*Brief:* Nothing in the records should differ when you write them out again.

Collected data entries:
-- Opening Marker --

//! Pre/post build shell hooks.

use crate::exec::{self, EnvMap};
use crate::params::TaskHook;
use anyhow::{Result, anyhow};
use colored::Colorize;
use regex::Regex;

/// Values substituted into hook command lines. Tokens are written
/// `${TargetName}` and match case-insensitively.
pub struct TaskEnv {
    pairs: Vec<(&'static str, String)>,
    env: EnvMap,
}

impl TaskEnv {
    pub fn new(
        target_name: &str,
        out_dir: &str,
        tool_dir: &str,
        tool_prefix: &str,
        env: EnvMap,
    ) -> Self {
        let exe_dir = std::env::current_exe()
            .ok()
            .and_then(|p| p.parent().map(|d| d.to_string_lossy().into_owned()))
            .unwrap_or_default();

        TaskEnv {
            pairs: vec![
                ("TargetName", target_name.to_string()),
                ("OutDir", out_dir.to_string()),
                ("ToolDir", tool_dir.to_string()),
                ("CompileToolDir", tool_dir.to_string()),
                ("ExeDir", exe_dir),
                ("toolPrefix", tool_prefix.to_string()),
            ],
            env,
        }
    }

    fn expand(&self, command: &str) -> String {
        let mut out = command.to_string();
        for (token, value) in &self.pairs {
            let pattern = Regex::new(&format!(r"(?i)\$\{{{}\}}", regex::escape(token))).unwrap();
            out = pattern.replace_all(&out, value.as_str()).into_owned();
        }
        out
    }
}

/// Run a hook list in order, honoring the per-hook failure policy:
/// `stopBuildAfterFailed` fails the build, `abortAfterFailed` stops the
/// remaining hooks, the default reports and carries on.
pub fn run_hooks(label: &str, hooks: &[TaskHook], task_env: &TaskEnv) -> Result<()> {
    let active: Vec<&TaskHook> = hooks.iter().filter(|h| !h.disable).collect();
    if active.is_empty() {
        return Ok(());
    }

    println!("{} {} tasks", ">>".cyan().bold(), label);
    for hook in active {
        let command = task_env.expand(&hook.command);
        let result = exec::run_shell(&command, &task_env.env)?;

        if result.code == 0 {
            println!("  {} {}", "✓".green(), hook.name);
            continue;
        }

        println!("  {} {} (exit code {})", "✗".red(), hook.name, result.code);
        if !result.text.is_empty() {
            println!("{}", result.text.trim_end());
        }
        if hook.stop_build_after_failed {
            return Err(anyhow!("{} task '{}' failed", label, hook.name));
        }
        if hook.abort_after_failed {
            println!("  {} remaining {} tasks skipped", "!".yellow(), label);
            break;
        }
    }
    Ok(())
}

#[cfg(test)]
mod tests {
    use super::*;

    fn task_env() -> TaskEnv {
        TaskEnv {
            pairs: vec![
                ("TargetName", "app".to_string()),
                ("OutDir", "/proj/build".to_string()),
                ("ToolDir", "/opt/gcc".to_string()),
            ],
            env: EnvMap::new(),
        }
    }

    #[test]
    fn test_token_expansion_is_case_insensitive() {
        let env = task_env();
        assert_eq!(
            env.expand("cp ${targetname}.bin ${OUTDIR}/"),
            "cp app.bin /proj/build/"
        );
        assert_eq!(env.expand("${ToolDir}/bin/size"), "/opt/gcc/bin/size");
    }

    #[test]
    fn test_unknown_tokens_left_alone() {
        let env = task_env();
        assert_eq!(env.expand("echo ${Mystery}"), "echo ${Mystery}");
    }

    #[cfg(unix)]
    #[test]
    fn test_stop_build_policy() {
        let hooks = vec![TaskHook {
            name: "always fails".into(),
            command: "exit 3".into(),
            disable: false,
            stop_build_after_failed: true,
            abort_after_failed: false,
        }];
        let err = run_hooks("before-build", &hooks, &task_env()).unwrap_err();
        assert!(err.to_string().contains("always fails"));
    }

    #[cfg(unix)]
    #[test]
    fn test_disabled_and_tolerated_failures() {
        let hooks = vec![
            TaskHook {
                name: "disabled".into(),
                command: "exit 1".into(),
                disable: true,
                stop_build_after_failed: true,
                abort_after_failed: false,
            },
            TaskHook {
                name: "tolerated".into(),
                command: "exit 1".into(),
                disable: false,
                stop_build_after_failed: false,
                abort_after_failed: false,
            },
        ];
        assert!(run_hooks("after-build", &hooks, &task_env()).is_ok());
    }
}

-- Closing Marker --

*Exercise answer:*
//! Pre/post build shell hooks.

use crate::exec::{self, EnvMap};
use crate::params::TaskHook;
use anyhow::{Result, anyhow};
use colored::Colorize;
use regex::Regex;

/// Values substituted into hook command lines. Tokens are written
/// `${TargetName}` and match case-insensitively.
pub struct TaskEnv {
    pairs: Vec<(&'static str, String)>,
    env: EnvMap,
}

impl TaskEnv {
    pub fn new(
        target_name: &str,
        out_dir: &str,
        tool_dir: &str,
        tool_prefix: &str,
        env: EnvMap,
    ) -> Self {
        let exe_dir = std::env::current_exe()
            .ok()
            .and_then(|p| p.parent().map(|d| d.to_string_lossy().into_owned()))
            .unwrap_or_default();

        TaskEnv {
            pairs: vec![
                ("TargetName", target_name.to_string()),
                ("OutDir", out_dir.to_string()),
                ("ToolDir", tool_dir.to_string()),
                ("CompileToolDir", tool_dir.to_string()),
                ("ExeDir", exe_dir),
                ("toolPrefix", tool_prefix.to_string()),
            ],
            env,
        }
    }

    fn expand(&self, command: &str) -> String {
        let mut out = command.to_string();
        for (token, value) in &self.pairs {
            let pattern = Regex::new(&format!(r"(?i)\$\{{{}\}}", regex::escape(token))).unwrap();
            out = pattern.replace_all(&out, value.as_str()).into_owned();
        }
        out
    }
}

/// Run a hook list in order, honoring the per-hook failure policy:
/// `stopBuildAfterFailed` fails the build, `abortAfterFailed` stops the
/// remaining hooks, the default reports and carries on.
pub fn run_hooks(label: &str, hooks: &[TaskHook], task_env: &TaskEnv) -> Result<()> {
    let active: Vec<&TaskHook> = hooks.iter().filter(|h| !h.disable).collect();
    if active.is_empty() {
        return Ok(());
    }

    println!("{} {} tasks", ">>".cyan().bold(), label);
    for hook in active {
        let command = task_env.expand(&hook.command);
        let result = exec::run_shell(&command, &task_env.env)?;

        if result.code == 0 {
            println!("  {} {}", "✓".green(), hook.name);
            continue;
        }

        println!("  {} {} (exit code {})", "✗".red(), hook.name, result.code);
        if !result.text.is_empty() {
            println!("{}", result.text.trim_end());
        }
        if hook.stop_build_after_failed {
            return Err(anyhow!("{} task '{}' failed", label, hook.name));
        }
        if hook.abort_after_failed {
            println!("  {} remaining {} tasks skipped", "!".yellow(), label);
            break;
        }
    }
    Ok(())
}

#[cfg(test)]
mod tests {
    use super::*;

    fn task_env() -> TaskEnv {
        TaskEnv {
            pairs: vec![
                ("TargetName", "app".to_string()),
                ("OutDir", "/proj/build".to_string()),
                ("ToolDir", "/opt/gcc".to_string()),
            ],
            env: EnvMap::new(),
        }
    }

    #[test]
    fn test_token_expansion_is_case_insensitive() {
        let env = task_env();
        assert_eq!(
            env.expand("cp ${targetname}.bin ${OUTDIR}/"),
            "cp app.bin /proj/build/"
        );
        assert_eq!(env.expand("${ToolDir}/bin/size"), "/opt/gcc/bin/size");
    }

    #[test]
    fn test_unknown_tokens_left_alone() {
        let env = task_env();
        assert_eq!(env.expand("echo ${Mystery}"), "echo ${Mystery}");
    }

    #[cfg(unix)]
    #[test]
    fn test_stop_build_policy() {
        let hooks = vec![TaskHook {
            name: "always fails".into(),
            command: "exit 3".into(),
            disable: false,
            stop_build_after_failed: true,
            abort_after_failed: false,
        }];
        let err = run_hooks("before-build", &hooks, &task_env()).unwrap_err();
        assert!(err.to_string().contains("always fails"));
    }

    #[cfg(unix)]
    #[test]
    fn test_disabled_and_tolerated_failures() {
        let hooks = vec![
            TaskHook {
                name: "disabled".into(),
                command: "exit 1".into(),
                disable: true,
                stop_build_after_failed: true,
                abort_after_failed: false,
            },
            TaskHook {
                name: "tolerated".into(),
                command: "exit 1".into(),
                disable: false,
                stop_build_after_failed: false,
                abort_after_failed: false,
            },
        ];
        assert!(run_hooks("after-build", &hooks, &task_env()).is_ok());
    }
}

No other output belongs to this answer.